Nas observações de aulas, registramos em notas de campo momentos nos quais as interações em sala de aula sugerem o uso da língua inglesa dissociado do contexto sociocultural dos alunos e alunas. Observamos que o objetivo, em uma das aulas observadas, era praticar o uso do presente simples de verbos para falar sobre profissões, conforme o programa do livro de curso adotado na ELI. Dessa forma, em uma atividade proposta em sala, o seguinte diálogo85 foi iniciado pela professora:

P: I’m a teacher. ‘A’?

Al1: ‘P’ is a teacher and I’m a student. ‘E’?

85 Nas transcrições das falas nas fases iniciais da pesquisa, utilizamos as iniciais dos nomes dos atores sociais que participaram das interações. As pausas são representadas por três pontos. As interrupções no fluxo de fala são representadas por três pontos entre parênteses. Os colchetes registram comentários ou observações do pesquisador.

Al2: ‘P’ is a teacher, ‘A’ is a student, and I’m an engineer. ‘J’?

Al3: ‘P’ is a teacher, ‘A’ is a student, ‘E’ is an engineer, and … I’m.... é pra

inventar professora?

P: Yes, don’t repeat jobs! Ninguém mais fala ‘student’. Al3: I’m ... a builder.

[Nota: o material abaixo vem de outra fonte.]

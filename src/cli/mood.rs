//! CLI `mood` commands: classify text and train the mood model.

use anyhow::{Context, Result};
use std::path::Path;

use crate::config::AppConfig;
use crate::mood::{self, MoodClassifier};

/// Print the predicted mood label for `text`.
pub fn classify(config: &AppConfig, text: &str) -> Result<()> {
    let classifier = MoodClassifier::load(&config.resolved_classifier_path())
        .context("failed to load mood model")?;
    println!("{}", classifier.classify(text));
    Ok(())
}

/// Fit the mood model on a labeled CSV and save it to the configured path.
///
/// With `holdout >= 2`, every `holdout`-th row is kept out of training and
/// used to report accuracy.
pub fn train(
    config: &AppConfig,
    file: &Path,
    text_column: &str,
    label_column: &str,
    holdout: usize,
) -> Result<()> {
    let samples = mood::read_samples(file, text_column, label_column)?;
    println!("Read {} labeled rows from {}", samples.len(), file.display());

    let (train, test) = mood::holdout_split(samples, holdout);
    let classifier = MoodClassifier::fit(&train, config.classifier.alpha)?;

    println!("Labels: {}", classifier.labels().join(", "));
    println!(
        "Training accuracy: {:.2}",
        classifier.evaluate(&train)
    );
    if !test.is_empty() {
        println!(
            "Hold-out accuracy: {:.2} ({} rows)",
            classifier.evaluate(&test),
            test.len()
        );
    }

    let path = config.resolved_classifier_path();
    classifier.save(&path)?;
    println!("Model saved to {}", path.display());
    Ok(())
}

Esse foi um dos momentos nos quais pudemos observar, naquela turma da ELI, como se realiza a regência da aula, na qual a professora condiciona as produções linguísticas dos alunos ao sabor dos conteúdos que são julgados como necessários e relevantes no processo de letramento. O recurso de representação dos atores sociais marcante aqui, como já indicado, é a distribuição de papéis onde a professora é a agente no processo, estipulando tarefas, comentando, corrigindo e avaliando o desempenho em sala de aula. Os alunos e alunas, por sua vez, são os receptores apassivados dos comandos da professora e em função deles interagem, respondendo aos estímulos fornecidos na medida em que são solicitados a fazê-lo. Em uma outra aula, a professora dedicou bastante tempo à explicação de aspectos fonológicos da língua inglesa, detendo-se na explicação de alguns sons e padrões de pronúncia de orações. Em um dado momento, a professora chamou a atenção dos alunos para uma característica de um som da língua estrangeira, atribuindo-lhe um valor subjetivo: “Olha que chique esse som.... ‘Beautiful’... Olha o charme do ‘think’!”. Nesse caso, percebemos o uso do recurso de categorização quando a professora atribui valores à pronúncia da língua inglesa (“Olha o charme do ‘think’...”), estabelecendo uma relação de identificação entre falar a língua inglesa e ser “chique”. Dessa forma, os comentários da professora sugerem a ideia de que os atores sociais que desenvolvem a habilidade de pronunciar os sons da língua estrangeira corretamente podem ser classificados como membros de um grupo que se identifica por um estilo privilegiado, o da pronúncia da língua inglesa. Ao longo das observações realizadas, pudemos perceber que nos eventos de letramento realizados – nos diálogos orientados, nas repetições de padrões de sentenças e nas leituras de textos do material didático – há uma produção linguística mecanizada. A língua é abordada como uma ferramenta técnica, cuja prática repetitiva é estimulada pelos comandos da professora, propiciando o aperfeiçoamento da pronúncia e do uso de formas gramaticalmente corretas. Assim, com base nos dados nessa primeira fase inicial da pesquisa na ELI, o letramento na língua estrangeira parece seguir a perspectiva do Modelo Autônomo (STREET, 1984, 2012), no qual o contexto sociocultural tem pouca ou nenhuma relevância e o que realmente importa é praticar a língua para aprimorar o domínio das habilidades que se pretendem desenvolver durante as aulas.